Wednesday, April 15, 2009

Maggs has arrived

She’s here, she’s out cold, and she doesn’t know I have this blog. I’m don’t think she knows what a blog is. Maggs is one of those people who’s phobic about computers. Sometimes I think she’s a….oh, what’s that word that means someone who’s afraid of machines and smashes them up?? I’m pretty sure if I wrote this while she was sitting next to me, she’d been too scared too look at the monitor. It still seemed more polite to wait til she was asleep. And this is the first night since she got here that I’m not too exhausted myself.

I just read my last entry so I can catch up. Wow, I’ve been busy! The next day after I wrote that entry, I just ripped this house apart. I’ve been doing a lot these last couple months, but with Maggs coming, it took things into a whole nother planet. I mean, I love her to pieces but she’s – even she’ll say it – a major snob. And here she was, coming to Armpit to act out her personal drama. There was no way of knowing if that meant she’d be too self absorbed to notice anything or if she’d turn it on me and pick everything apart. One thing I did know was that if she wanted to go that way, there was plenty to pick. There’s a lot of Uncle Harry’s stuff that I’ve been leaving until I was ready to decide what to do with the space it was using. And a real lot of my own boxes that are still packed up. It took forever just moving things out of sight up to the attic or out to the garage. I also squashed a lot into the sun porch. I nailed down the shutters a couple of hurricane seasons ago, just in case, and I never got around to un-nailing them since I moved in, so its almost like having an invisible room. There’s only the one door from the kitchen, and all I have to do is keep it locked and tell her it’s the back door.

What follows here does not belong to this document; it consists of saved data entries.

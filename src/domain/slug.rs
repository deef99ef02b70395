// src/domain/slug.rs
use std::sync::Arc;

use async_trait::async_trait;

use crate::application::ports::{time::Clock, util::SlugGenerator};
use crate::domain::errors::DomainResult;

/// Answers which record, if any, currently holds a slug.
#[async_trait]
pub trait SlugOwnership: Send + Sync {
    async fn owner_of(&self, slug: &str) -> DomainResult<Option<i64>>;
}

/// Derives URL slugs and resolves collisions with a single disambiguation
/// step. Creation appends the current time in milliseconds; updates append
/// the record's own id. A collision that survives the suffix is left for the
/// database unique constraint to reject.
pub struct SlugAssigner {
    ownership: Arc<dyn SlugOwnership>,
    generator: Arc<dyn SlugGenerator>,
    clock: Arc<dyn Clock>,
    fallback_prefix: &'static str,
}

impl SlugAssigner {
    pub fn new(
        ownership: Arc<dyn SlugOwnership>,
        generator: Arc<dyn SlugGenerator>,
        clock: Arc<dyn Clock>,
        fallback_prefix: &'static str,
    ) -> Self {
        Self {
            ownership,
            generator,
            clock,
            fallback_prefix,
        }
    }

    pub async fn assign_for_create(
        &self,
        title: &str,
        override_slug: Option<&str>,
    ) -> DomainResult<String> {
        let candidate = match explicit(override_slug) {
            Some(slug) => slug.to_string(),
            None => self.from_title(title),
        };

        if self.ownership.owner_of(&candidate).await?.is_some() {
            let stamp = self.clock.now().timestamp_millis();
            tracing::debug!(slug = %candidate, stamp, "slug taken, appending timestamp");
            return Ok(format!("{candidate}-{stamp}"));
        }

        Ok(candidate)
    }

    /// `new_title` must only be set when the title actually changed.
    pub async fn assign_for_update(
        &self,
        id: i64,
        current_slug: &str,
        new_title: Option<&str>,
        override_slug: Option<&str>,
    ) -> DomainResult<String> {
        let candidate = match (explicit(override_slug), new_title) {
            (Some(slug), _) => slug.to_string(),
            (None, Some(title)) => self.from_title(title),
            (None, None) => return Ok(current_slug.to_string()),
        };

        if candidate == current_slug {
            return Ok(candidate);
        }

        match self.ownership.owner_of(&candidate).await? {
            Some(owner) if owner != id => {
                tracing::debug!(slug = %candidate, id, owner, "slug taken, appending id");
                Ok(format!("{candidate}-{id}"))
            }
            _ => Ok(candidate),
        }
    }

    fn from_title(&self, title: &str) -> String {
        let base = self.generator.slugify(title);
        if base.is_empty() {
            format!("{}-{}", self.fallback_prefix, self.clock.now().timestamp())
        } else {
            base
        }
    }
}

fn explicit(override_slug: Option<&str>) -> Option<&str> {
    override_slug.map(str::trim).filter(|s| !s.is_empty())
}
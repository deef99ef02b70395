// src/application/services/content.rs
use std::sync::Arc;

use crate::application::{
    error::{ApplicationError, ApplicationResult},
    ports::html::{HtmlSanitizer, SanitizeFailurePolicy},
};

/// Applies the HTML sanitizer to rich-text fields under the configured
/// failure policy.
pub struct ContentSanitizer {
    sanitizer: Arc<dyn HtmlSanitizer>,
    policy: SanitizeFailurePolicy,
}

impl ContentSanitizer {
    pub fn new(sanitizer: Arc<dyn HtmlSanitizer>, policy: SanitizeFailurePolicy) -> Self {
        Self { sanitizer, policy }
    }

    pub fn policy(&self) -> SanitizeFailurePolicy {
        self.policy
    }

    pub fn clean(&self, field: &str, html: String) -> ApplicationResult<String> {
        match self.sanitizer.sanitize(&html) {
            Ok(clean) => Ok(clean),
            Err(err) => match self.policy {
                SanitizeFailurePolicy::Passthrough => {
                    tracing::error!(field, error = %err, "sanitizer failed, storing input unchanged");
                    Ok(html)
                }
                SanitizeFailurePolicy::Reject => {
                    tracing::warn!(field, error = %err, "sanitizer failed, rejecting write");
                    Err(ApplicationError::validation(format!(
                        "{field} could not be sanitized"
                    )))
                }
            },
        }
    }
}
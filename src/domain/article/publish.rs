// src/domain/article/publish.rs
use chrono::{DateTime, Utc};

/// Resolve `published_at` for a requested publish flag.
///
/// | current | requested | result |
/// |---------|-----------|--------|
/// | false   | true      | `now` (first publish) |
/// | true    | false     | `None` |
/// | same    | same      | unchanged |
///
/// Unpublishing discards the earlier timestamp, so a later republish is
/// stamped as a fresh publish.
pub fn compute_published_at(
    current_published: bool,
    current_published_at: Option<DateTime<Utc>>,
    requested_published: bool,
    now: DateTime<Utc>,
) -> Option<DateTime<Utc>> {
    match (current_published, requested_published) {
        (false, true) => Some(now),
        (true, false) => None,
        _ => current_published_at,
    }
}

This reminds me. Last time I wrote was just after Don told me about the apartment closing, and that he was sending me some things. They came on Friday, and they’re a lot of the reason I have to lock the sun porch. If it hadn’t made me so crazy to have to deal with it right now, I’d be really touched. You don’t expect lawyers to be sweet, but really that’s what it was. This guy pulled up in a van and started unloading boxes and it seemed like he’d never stop. I swear, if it wasn’t certified as art and it wasn’t made of precious metal, they sent it. Anything the people who bought the place didn’t want, that is. I left behind a lot of books and things because I really thought they’d have to try and sell them, but maybe it doesn’t work that way any more – or maybe it would cost more to sell it than it would bring in. There was a big box marked “linens” that I had to open and check – it was full of tablecloths and lace I bought in flea markets in Europe over the years. They weren’t in the linen closet when I was packing up my things and I didn’t remember about them until I was looking through the trunk I had in my room here and couldn’t find the napkins with the thistles that I bought for Malcolm’s mom for Christmas the year he left me so I never gave them to her. When I opened that box, I almost started crying I was so excited to have my stuff back. There were a few things like that, and other stuff that’s just good to have. Hell, if I don’t like it or need it, I can sell it at the thrift store and make a few pennies. I think my idea of “resale value” may be lower down the scale than whoever made the call, bless him.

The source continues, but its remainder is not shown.